**GIVEN DATA**.
//! Normalized schema shared by every adapter.
//!
//! This module contains the types the toolkit speaks in:
//! - Query context (`EngineParams`)
//! - Wire requests (`RequestConfig`)
//! - Result records and their builder (`SearchResult`, `ResultCandidate`)
//! - Per-call output (`EngineResults`)
//! - Per-engine locale tables (`EngineTraits`)

mod params;
mod request;
mod result;
mod results;
mod traits;

pub use params::{EngineParams, SafeSearch, TimeRange};
pub use request::{build_url, HttpMethod, RequestConfig};
pub use result::{Category, ResultCandidate, ResultDefaults, SearchResult};
pub use results::EngineResults;
pub use traits::{EngineTraits, ALL_LOCALE};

**WHAT IS EXPECTED**. The whole listing above, line by line, is to be retyped exactly.

**OUTPUT FOR THIS EXERCISE**.
//! Normalized schema shared by every adapter.
//!
//! This module contains the types the toolkit speaks in:
//! - Query context (`EngineParams`)
//! - Wire requests (`RequestConfig`)
//! - Result records and their builder (`SearchResult`, `ResultCandidate`)
//! - Per-call output (`EngineResults`)
//! - Per-engine locale tables (`EngineTraits`)

mod params;
mod request;
mod result;
mod results;
mod traits;

pub use params::{EngineParams, SafeSearch, TimeRange};
pub use request::{build_url, HttpMethod, RequestConfig};
pub use result::{Category, ResultCandidate, ResultDefaults, SearchResult};
pub use results::EngineResults;
pub use traits::{EngineTraits, ALL_LOCALE};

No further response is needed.